La historia ambientada en los años setenta es una exploración en primera persona de los pensamientos de un ser violento que, en un guiño al ensayista inglés Thomas de Quincey, también considera al asesinato como una de las bellas artes. Jack es víctima de un trastorno obsesivo compulsivo cuya necesidad de orden, pulcritud y limpieza resultan ideales para la consecución de sus mórbidos fines, ya que su afán perfeccionista prima por encima del mero regodeo de acabar con sus víctimas.
El uso de la voz en off y, por momentos, de la cámara subjetiva, involucran al espectador en cada uno de sus sangrientos procederes. Probablemente este aspecto es el que más ha causado incomodidad y críticas negativas desde su estreno fuera de competencia en Cannes. Una fotografía a ratos “sucia”, con cámara en mano y cortes burdos y vertiginosos cede el paso a composiciones de inusual belleza, a pesar de lo explícito de algunas de sus escenas donde no sólo la muerte, sino el creativo deseo de matar, dan paso a un secreto placer que pocos se atreverían a admitir durante su visionado.

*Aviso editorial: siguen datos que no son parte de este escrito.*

//! Arena-allocated DOM tree.
//!
//! Nodes live in a single `Vec` and link to each other by [`NodeId`]. Detached
//! nodes stay in the arena until the tree is dropped, so ids never dangle.

/// Index of a node in its [`Tree`].
#[derive(Debug, Clone, Copy, PartialEq, Eq, Hash, PartialOrd, Ord)]
pub struct NodeId(usize);

/// Tag name and attributes of an element node.
#[derive(Debug, Clone, PartialEq, Eq)]
pub struct ElementData {
    pub name: String,
    pub attrs: Vec<(String, String)>,
}

impl ElementData {
    pub fn new(name: impl Into<String>) -> Self {
        Self {
            name: name.into().to_ascii_lowercase(),
            attrs: Vec::new(),
        }
    }

    pub fn attr(&self, name: &str) -> Option<&str> {
        self.attrs
            .iter()
            .find(|(k, _)| k == name)
            .map(|(_, v)| v.as_str())
    }

    pub fn classes(&self) -> impl Iterator<Item = &str> {
        self.attr("class").unwrap_or_default().split_whitespace()
    }
}

#[derive(Debug, Clone, PartialEq, Eq)]
pub enum NodeData {
    Document,
    Element(ElementData),
    Text(String),
    Comment(String),
}

#[derive(Debug, Clone)]
struct Node {
    data: NodeData,
    parent: Option<NodeId>,
    first_child: Option<NodeId>,
    last_child: Option<NodeId>,
    prev_sibling: Option<NodeId>,
    next_sibling: Option<NodeId>,
}

impl Node {
    fn new(data: NodeData) -> Self {
        Self {
            data,
            parent: None,
            first_child: None,
            last_child: None,
            prev_sibling: None,
            next_sibling: None,
        }
    }
}

/// An owned, mutable HTML document fragment.
#[derive(Debug, Clone)]
pub struct Tree {
    nodes: Vec<Node>,
}

impl Default for Tree {
    fn default() -> Self {
        Self::new()
    }
}

impl Tree {
    /// Creates a tree holding only an empty document node.
    pub fn new() -> Self {
        Self {
            nodes: vec![Node::new(NodeData::Document)],
        }
    }

    /// The document node every fragment hangs from.
    pub fn root(&self) -> NodeId {
        NodeId(0)
    }

    fn node(&self, id: NodeId) -> &Node {
        &self.nodes[id.0]
    }

    fn node_mut(&mut self, id: NodeId) -> &mut Node {
        &mut self.nodes[id.0]
    }

    fn alloc(&mut self, data: NodeData) -> NodeId {
        self.nodes.push(Node::new(data));
        NodeId(self.nodes.len() - 1)
    }

    pub fn create_element(&mut self, name: &str) -> NodeId {
        self.alloc(NodeData::Element(ElementData::new(name)))
    }

    pub fn create_element_with_attrs(&mut self, name: &str, attrs: Vec<(String, String)>) -> NodeId {
        let mut data = ElementData::new(name);
        data.attrs = attrs;
        self.alloc(NodeData::Element(data))
    }

    pub fn create_text(&mut self, text: impl Into<String>) -> NodeId {
        self.alloc(NodeData::Text(text.into()))
    }

    pub fn create_comment(&mut self, text: impl Into<String>) -> NodeId {
        self.alloc(NodeData::Comment(text.into()))
    }

    pub fn data(&self, id: NodeId) -> &NodeData {
        &self.node(id).data
    }

    pub fn data_mut(&mut self, id: NodeId) -> &mut NodeData {
        &mut self.node_mut(id).data
    }

    pub fn parent(&self, id: NodeId) -> Option<NodeId> {
        self.node(id).parent
    }

    pub fn first_child(&self, id: NodeId) -> Option<NodeId> {
        self.node(id).first_child
    }

    pub fn last_child(&self, id: NodeId) -> Option<NodeId> {
        self.node(id).last_child
    }

    pub fn next_sibling(&self, id: NodeId) -> Option<NodeId> {
        self.node(id).next_sibling
    }

    pub fn prev_sibling(&self, id: NodeId) -> Option<NodeId> {
        self.node(id).prev_sibling
    }

    /// Direct children, collected so the caller may mutate while iterating.
    pub fn children(&self, id: NodeId) -> Vec<NodeId> {
        let mut out = Vec::new();
        let mut next = self.first_child(id);
        while let Some(child) = next {
            out.push(child);
            next = self.next_sibling(child);
        }
        out
    }

    pub fn has_children(&self, id: NodeId) -> bool {
        self.first_child(id).is_some()
    }

    /// All descendants in document order, excluding `id` itself.
    pub fn descendants(&self, id: NodeId) -> Vec<NodeId> {
        let mut out = Vec::new();
        let mut stack: Vec<NodeId> = self.children(id).into_iter().rev().collect();
        while let Some(next) = stack.pop() {
            out.push(next);
            stack.extend(self.children(next).into_iter().rev());
        }
        out
    }

    /// Descendants with children before their parents, excluding `id` itself.
    pub fn post_order(&self, id: NodeId) -> Vec<NodeId> {
        let mut out = Vec::new();
        for child in self.children(id) {
            out.extend(self.post_order(child));
            out.push(child);
        }
        out
    }

    /// Ancestors from the parent up to the document node.
    pub fn ancestors(&self, id: NodeId) -> Vec<NodeId> {
        let mut out = Vec::new();
        let mut next = self.parent(id);
        while let Some(parent) = next {
            out.push(parent);
            next = self.parent(parent);
        }
        out
    }

    /// Whether the node is still connected to the document node.
    pub fn is_attached(&self, id: NodeId) -> bool {
        id == self.root() || self.ancestors(id).last() == Some(&self.root())
    }

    /// Unlinks a node (and its subtree) from its parent and siblings.
    pub fn detach(&mut self, id: NodeId) {
        let (parent, prev, next) = {
            let node = self.node(id);
            (node.parent, node.prev_sibling, node.next_sibling)
        };
        if let Some(prev) = prev {
            self.node_mut(prev).next_sibling = next;
        } else if let Some(parent) = parent {
            self.node_mut(parent).first_child = next;
        }
        if let Some(next) = next {
            self.node_mut(next).prev_sibling = prev;
        } else if let Some(parent) = parent {
            self.node_mut(parent).last_child = prev;
        }
        let node = self.node_mut(id);
        node.parent = None;
        node.prev_sibling = None;
        node.next_sibling = None;
    }

    /// Removes a node from the tree.
    pub fn remove(&mut self, id: NodeId) {
        self.detach(id);
    }

    /// Appends `child` as the last child of `parent`, moving it if attached.
    pub fn append(&mut self, parent: NodeId, child: NodeId) {
        self.detach(child);
        let last = self.node(parent).last_child;
        {
            let node = self.node_mut(child);
            node.parent = Some(parent);
            node.prev_sibling = last;
        }
        match last {
            Some(last) => self.node_mut(last).next_sibling = Some(child),
            None => self.node_mut(parent).first_child = Some(child),
        }
        self.node_mut(parent).last_child = Some(child);
    }

    /// Inserts `child` as the first child of `parent`.
    pub fn prepend(&mut self, parent: NodeId, child: NodeId) {
        match self.first_child(parent) {
            Some(first) => self.insert_before(first, child),
            None => self.append(parent, child),
        }
    }

    /// Inserts `new` immediately before `reference`.
    pub fn insert_before(&mut self, reference: NodeId, new: NodeId) {
        if reference == new {
            return;
        }
        self.detach(new);
        let (parent, prev) = {
            let node = self.node(reference);
            (node.parent, node.prev_sibling)
        };
        {
            let node = self.node_mut(new);
            node.parent = parent;
            node.prev_sibling = prev;
            node.next_sibling = Some(reference);
        }
        self.node_mut(reference).prev_sibling = Some(new);
        match prev {
            Some(prev) => self.node_mut(prev).next_sibling = Some(new),
            None => {
                if let Some(parent) = parent {
                    self.node_mut(parent).first_child = Some(new);
                }
            }
        }
    }

    /// Inserts `new` immediately after `reference`.
    pub fn insert_after(&mut self, reference: NodeId, new: NodeId) {
        match self.next_sibling(reference) {
            Some(next) => self.insert_before(next, new),
            None => {
                if let Some(parent) = self.parent(reference) {
                    self.append(parent, new);
                }
            }
        }
    }

    /// Puts `new` where `old` was and detaches `old`.
    pub fn replace(&mut self, old: NodeId, new: NodeId) {
        if old == new {
            return;
        }
        self.insert_before(old, new);
        self.detach(old);
    }

    /// Moves every child of `from` to the end of `to`.
    pub fn move_children(&mut self, from: NodeId, to: NodeId) {
        for child in self.children(from) {
            self.append(to, child);
        }
    }

    /// Replaces an element with its children.
    pub fn unwrap(&mut self, id: NodeId) {
        for child in self.children(id) {
            self.insert_before(id, child);
        }
        self.detach(id);
    }

    /// Puts `wrapper` where `id` was and moves `id` inside it.
    pub fn wrap(&mut self, id: NodeId, wrapper: NodeId) {
        self.insert_before(id, wrapper);
        self.append(wrapper, id);
    }

    /// Creates an element named `name` with the attributes and children of
    /// `id`, puts it in place of `id` and returns it.
    pub fn rename(&mut self, id: NodeId, name: &str) -> NodeId {
        let attrs = self
            .element(id)
            .map(|e| e.attrs.clone())
            .unwrap_or_default();
        let new = self.create_element_with_attrs(name, attrs);
        self.move_children(id, new);
        self.replace(id, new);
        new
    }

    pub fn element(&self, id: NodeId) -> Option<&ElementData> {
        match self.data(id) {
            NodeData::Element(data) => Some(data),
            _ => None,
        }
    }

    pub fn element_mut(&mut self, id: NodeId) -> Option<&mut ElementData> {
        match self.data_mut(id) {
            NodeData::Element(data) => Some(data),
            _ => None,
        }
    }

    pub fn is_element(&self, id: NodeId) -> bool {
        self.element(id).is_some()
    }

    pub fn is_text(&self, id: NodeId) -> bool {
        matches!(self.data(id), NodeData::Text(_))
    }

    pub fn is_comment(&self, id: NodeId) -> bool {
        matches!(self.data(id), NodeData::Comment(_))
    }

    /// Lowercase tag name of an element node.
    pub fn tag_name(&self, id: NodeId) -> Option<&str> {
        self.element(id).map(|e| e.name.as_str())
    }

    pub fn is_tag(&self, id: NodeId, name: &str) -> bool {
        self.tag_name(id) == Some(name)
    }

    pub fn attr(&self, id: NodeId, name: &str) -> Option<&str> {
        self.element(id).and_then(|e| e.attr(name))
    }

    pub fn has_attr(&self, id: NodeId, name: &str) -> bool {
        self.attr(id, name).is_some()
    }

    pub fn set_attr(&mut self, id: NodeId, name: &str, value: impl Into<String>) {
        let value = value.into();
        if let Some(element) = self.element_mut(id) {
            match element.attrs.iter_mut().find(|(k, _)| k == name) {
                Some((_, existing)) => *existing = value,
                None => element.attrs.push((name.to_string(), value)),
            }
        }
    }

    pub fn remove_attr(&mut self, id: NodeId, name: &str) {
        if let Some(element) = self.element_mut(id) {
            element.attrs.retain(|(k, _)| k != name);
        }
    }

    /// Keeps only the attributes accepted by `keep`.
    pub fn retain_attrs(&mut self, id: NodeId, mut keep: impl FnMut(&str, &str) -> bool) {
        if let Some(element) = self.element_mut(id) {
            element.attrs.retain(|(k, v)| keep(k, v));
        }
    }

    pub fn has_class(&self, id: NodeId, class: &str) -> bool {
        self.element(id)
            .is_some_and(|e| e.classes().any(|c| c == class))
    }

    /// Content of a text or comment node.
    pub fn text(&self, id: NodeId) -> Option<&str> {
        match self.data(id) {
            NodeData::Text(text) | NodeData::Comment(text) => Some(text),
            _ => None,
        }
    }

    pub fn set_text(&mut self, id: NodeId, value: impl Into<String>) {
        if let NodeData::Text(text) | NodeData::Comment(text) = self.data_mut(id) {
            *text = value.into();
        }
    }

    /// Concatenated text of all descendant text nodes.
    pub fn text_content(&self, id: NodeId) -> String {
        if let NodeData::Text(text) = self.data(id) {
            return text.clone();
        }
        self.descendants(id)
            .into_iter()
            .filter_map(|n| match self.data(n) {
                NodeData::Text(text) => Some(text.as_str()),
                _ => None,
            })
            .collect()
    }

    /// Copies the subtree rooted at `id` from `source` into this tree,
    /// returning the detached copy.
    pub fn import(&mut self, source: &Tree, id: NodeId) -> NodeId {
        let copy = self.alloc(source.data(id).clone());
        for child in source.children(id) {
            let child_copy = self.import(source, child);
            self.append(copy, child_copy);
        }
        copy
    }

    /// Copies the subtree rooted at `id` within this tree.
    pub fn deep_clone(&mut self, id: NodeId) -> NodeId {
        let copy = self.alloc(self.data(id).clone());
        for child in self.children(id) {
            let child_copy = self.deep_clone(child);
            self.append(copy, child_copy);
        }
        copy
    }

    /// Merges adjacent text nodes and drops empty ones below `id`.
    pub fn normalize(&mut self, id: NodeId) {
        for node in self.post_order(id) {
            if !self.is_text(node) || !self.is_attached_below(node, id) {
                continue;
            }
            while let Some(next) = self.next_sibling(node) {
                let Some(next_text) = (match self.data(next) {
                    NodeData::Text(t) => Some(t.clone()),
                    _ => None,
                }) else {
                    break;
                };
                if let NodeData::Text(text) = self.data_mut(node) {
                    text.push_str(&next_text);
                }
                self.detach(next);
            }
            if self.text(node).is_some_and(str::is_empty) {
                self.detach(node);
            }
        }
    }

    fn is_attached_below(&self, node: NodeId, ancestor: NodeId) -> bool {
        self.ancestors(node).contains(&ancestor)
    }
}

Mención aparte merece el cinefotógrafo chileno Manuel Alberto Claro, cuya mano u ojo evoca similitudes con películas como Allegro (Christoffer Boe, 2005) e, incluso, con la mexicana La región salvaje (Amat Escalante, 2016). No obstante, estos aspectos formales no restan un ápice de la poética y el discurso de von Trier, cuyo inteligente argumento se permite digresiones en torno a la naturaleza del arte y del creador, de lo bello y lo grotesco, tanto en la arquitectura como en la literatura, la música y, cómo no, el cine. Fiel a su estilo, introduce interludios con animaciones, fotos y videos de archivo que sirven para reforzar su tesis: donde se encuentra el hombre puede hallarse la belleza y la crueldad por igual.
La autorreferencialidad a su polémica trayectoria es evidente no sólo por el uso de clips tomados de Dogville y su serie seminal El Reino, entre otras, sino por hacer una película-ensayo que pone el dedo sobre la llaga en tópicos que son constantes en su filmografía, como el crimen, el sexo y la génesis del mal, a la par que dialoga con referentes históricos y culturales como el nazismo, el romanticismo de Goethe y del pintor Gericault (hay una composición que parafrasea el cuadro La balsa de la medusa) y la Commedia de Dante, por mencionar algunos.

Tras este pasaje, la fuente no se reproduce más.